Saved data entries
========================================================================

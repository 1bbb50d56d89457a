//! Gateway actor.
//!
//! A single task owns the [`RelayCore`] and the collaborators, and processes
//! one command at a time. The repeat jitter is awaited inside the task, so no
//! other frame or bus message is handled while a repeat is pending.

use std::time::Instant;

use bytes::Bytes;
use serde::Serialize;
use tokio::sync::{mpsc, oneshot};

use meshgate_core::message::NeighborReport;
use meshgate_core::wire::MAX_FRAME_LEN;

use crate::relay::{Effect, RadioPacket, RelayCore};
use crate::service::{BusTransport, HostControl, RadioError, RadioTransport};
use crate::stats::RelayStatistics;

const COMMAND_QUEUE: usize = 256;

pub enum GatewayCommand {
    /// A frame heard on the radio.
    Frame {
        payload: Bytes,
        rssi: i32,
        snr: f32,
    },
    /// A message delivered by the bus for one of our subscriptions.
    Bus { topic: String, payload: Bytes },
    SendAdvert,
    PublishStats,
    /// Transmit a frame; replies with whether the radio accepted it.
    Transmit {
        frame: Bytes,
        reply: oneshot::Sender<bool>,
    },
    Snapshot(oneshot::Sender<GatewaySnapshot>),
    Shutdown,
}

/// Point-in-time view for the API.
#[derive(Debug, Clone, Serialize)]
#[serde(rename_all = "camelCase")]
pub struct GatewaySnapshot {
    pub node_id: u32,
    pub node_name: String,
    pub gateway_id: String,
    pub prefix: String,
    pub uptime_secs: u64,
    pub bus_connected: bool,
    pub stats: RelayStatistics,
    pub neighbors: Vec<NeighborReport>,
    pub subscriptions: Vec<String>,
}

#[derive(Debug, thiserror::Error)]
pub enum GatewayError {
    #[error("gateway task is not running")]
    Closed,
}

/// Cloneable sender side of the actor.
#[derive(Clone)]
pub struct GatewayHandle {
    tx: mpsc::Sender<GatewayCommand>,
}

impl GatewayHandle {
    pub async fn frame(&self, payload: Bytes, rssi: i32, snr: f32) -> Result<(), GatewayError> {
        self.send(GatewayCommand::Frame { payload, rssi, snr }).await
    }

    pub async fn bus_message(&self, topic: String, payload: Bytes) -> Result<(), GatewayError> {
        self.send(GatewayCommand::Bus { topic, payload }).await
    }

    pub async fn send_advert(&self) -> Result<(), GatewayError> {
        self.send(GatewayCommand::SendAdvert).await
    }

    pub async fn publish_stats(&self) -> Result<(), GatewayError> {
        self.send(GatewayCommand::PublishStats).await
    }

    pub async fn transmit(&self, frame: Bytes) -> Result<bool, GatewayError> {
        let (reply, rx) = oneshot::channel();
        self.send(GatewayCommand::Transmit { frame, reply }).await?;
        rx.await.map_err(|_| GatewayError::Closed)
    }

    pub async fn snapshot(&self) -> Result<GatewaySnapshot, GatewayError> {
        let (reply, rx) = oneshot::channel();
        self.send(GatewayCommand::Snapshot(reply)).await?;
        rx.await.map_err(|_| GatewayError::Closed)
    }

    pub async fn shutdown(&self) -> Result<(), GatewayError> {
        self.send(GatewayCommand::Shutdown).await
    }

    async fn send(&self, cmd: GatewayCommand) -> Result<(), GatewayError> {
        self.tx.send(cmd).await.map_err(|_| GatewayError::Closed)
    }
}

pub struct Gateway<R, B, H> {
    core: RelayCore,
    radio: R,
    bus: Option<B>,
    host: H,
    started: Instant,
    rx: mpsc::Receiver<GatewayCommand>,
}

impl<R, B, H> Gateway<R, B, H>
where
    R: RadioTransport,
    B: BusTransport,
    H: HostControl,
{
    /// `bus` is `None` when the bus is disabled.
    pub fn new(core: RelayCore, radio: R, bus: Option<B>, host: H) -> (Self, GatewayHandle) {
        let (tx, rx) = mpsc::channel(COMMAND_QUEUE);
        let gateway = Self {
            core,
            radio,
            bus,
            host,
            started: Instant::now(),
            rx,
        };
        (gateway, GatewayHandle { tx })
    }

    fn now_ms(&self) -> u64 {
        self.started.elapsed().as_millis() as u64
    }

    fn bus_connected(&self) -> bool {
        self.bus.as_ref().is_some_and(|b| b.connected())
    }

    /// Subscribe and announce ourselves online.
    pub fn connect(&mut self) {
        let Some(bus) = self.bus.as_ref() else {
            tracing::info!("bus disabled, radio-only mode");
            return;
        };
        if !bus.connected() {
            tracing::warn!("bus not connected, skipping subscriptions");
            return;
        }
        for pattern in self.core.subscriptions() {
            if let Err(e) = bus.subscribe(&pattern) {
                tracing::warn!(error = %e, %pattern, "subscribe failed");
            }
        }
        let now = self.now_ms();
        if let Some(status) = self.core.status_effect(true, now) {
            self.publish_effect(status);
        }
        tracing::info!(
            prefix = %self.core.router().prefix(),
            gateway = %self.core.settings().gateway_id,
            "gateway online"
        );
    }

    /// Process commands until shutdown or until every handle is dropped.
    pub async fn run(mut self) {
        self.connect();

        while let Some(cmd) = self.rx.recv().await {
            match cmd {
                GatewayCommand::Frame { payload, rssi, snr } => {
                    let packet = RadioPacket {
                        payload,
                        rssi,
                        snr,
                        received_at_ms: self.now_ms(),
                    };
                    let connected = self.bus_connected();
                    let effects = self.core.on_packet_received(&packet, connected);
                    self.apply(effects).await;
                }
                GatewayCommand::Bus { topic, payload } => {
                    let effects = self.core.on_bus_message(&topic, &payload);
                    self.apply(effects).await;
                }
                GatewayCommand::SendAdvert => {
                    let effects = self.core.advert_effects(self.bus_connected(), self.now_ms());
                    self.apply(effects).await;
                }
                GatewayCommand::PublishStats => {
                    if self.bus_connected() {
                        let effects = self.core.stats_effects(self.now_ms());
                        self.apply(effects).await;
                    }
                }
                GatewayCommand::Transmit { frame, reply } => {
                    let ok = self.transmit(&frame);
                    let _ = reply.send(ok);
                }
                GatewayCommand::Snapshot(reply) => {
                    let _ = reply.send(self.snapshot());
                }
                GatewayCommand::Shutdown => {
                    tracing::info!("gateway shutdown requested");
                    break;
                }
            }
        }

        if self.bus_connected() {
            if let Some(status) = self.core.status_effect(false, self.now_ms()) {
                self.publish_effect(status);
            }
        }
        tracing::info!(stats = ?self.core.stats(), "gateway stopped");
    }

    async fn apply(&mut self, effects: Vec<Effect>) {
        for effect in effects {
            match effect {
                Effect::Publish { .. } => self.publish_effect(effect),
                Effect::Repeat { frame, hash, delay } => {
                    tokio::time::sleep(delay).await;
                    if self.transmit(&frame) {
                        let now = self.now_ms();
                        self.core.confirm_repeat(hash, now);
                        tracing::debug!(hash = format_args!("{hash:08x}"), "frame repeated");
                    }
                }
                Effect::Transmit { frame } => {
                    self.transmit(&frame);
                }
                Effect::Restart => {
                    self.host.request_restart();
                }
            }
        }
    }

    fn publish_effect(&self, effect: Effect) {
        let Effect::Publish {
            topic,
            payload,
            retain,
        } = effect
        else {
            return;
        };
        let Some(bus) = self.bus.as_ref() else {
            return;
        };
        if let Err(e) = bus.publish(&topic, &payload, retain) {
            tracing::warn!(error = %e, %topic, "bus publish failed");
        }
    }

    /// Send a frame; every attempt counts as sent or failed.
    fn transmit(&mut self, frame: &[u8]) -> bool {
        let result = if frame.is_empty() {
            Err(RadioError::Empty)
        } else if frame.len() > MAX_FRAME_LEN {
            Err(RadioError::TooLong(frame.len()))
        } else {
            self.radio.transmit(frame)
        };

        let ok = match result {
            Ok(()) => {
                tracing::debug!(len = frame.len(), "frame transmitted");
                true
            }
            Err(e) => {
                tracing::warn!(error = %e, len = frame.len(), "transmit failed");
                false
            }
        };
        self.core.record_transmit(ok);
        ok
    }

    fn snapshot(&self) -> GatewaySnapshot {
        let settings = self.core.settings();
        GatewaySnapshot {
            node_id: settings.node_id,
            node_name: settings.node_name.clone(),
            gateway_id: settings.gateway_id.clone(),
            prefix: self.core.router().prefix().to_string(),
            uptime_secs: self.started.elapsed().as_secs(),
            bus_connected: self.bus_connected(),
            stats: self.core.stats(),
            neighbors: self.core.neighbors().all().iter().map(|r| r.report()).collect(),
            subscriptions: self.core.subscriptions(),
        }
    }
}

========================================================================

■ TASK DIRECTIONS:
Stop after the line containing "task, so no": print exactly the lines from the start of the entries above up to it, that line included.

■ ANSWER SPACE:
repository 1bbb50d56d89457a
//! Gateway actor.
//!
//! A single task owns the [`RelayCore`] and the collaborators, and processes
//! one command at a time. The repeat jitter is awaited inside the task, so no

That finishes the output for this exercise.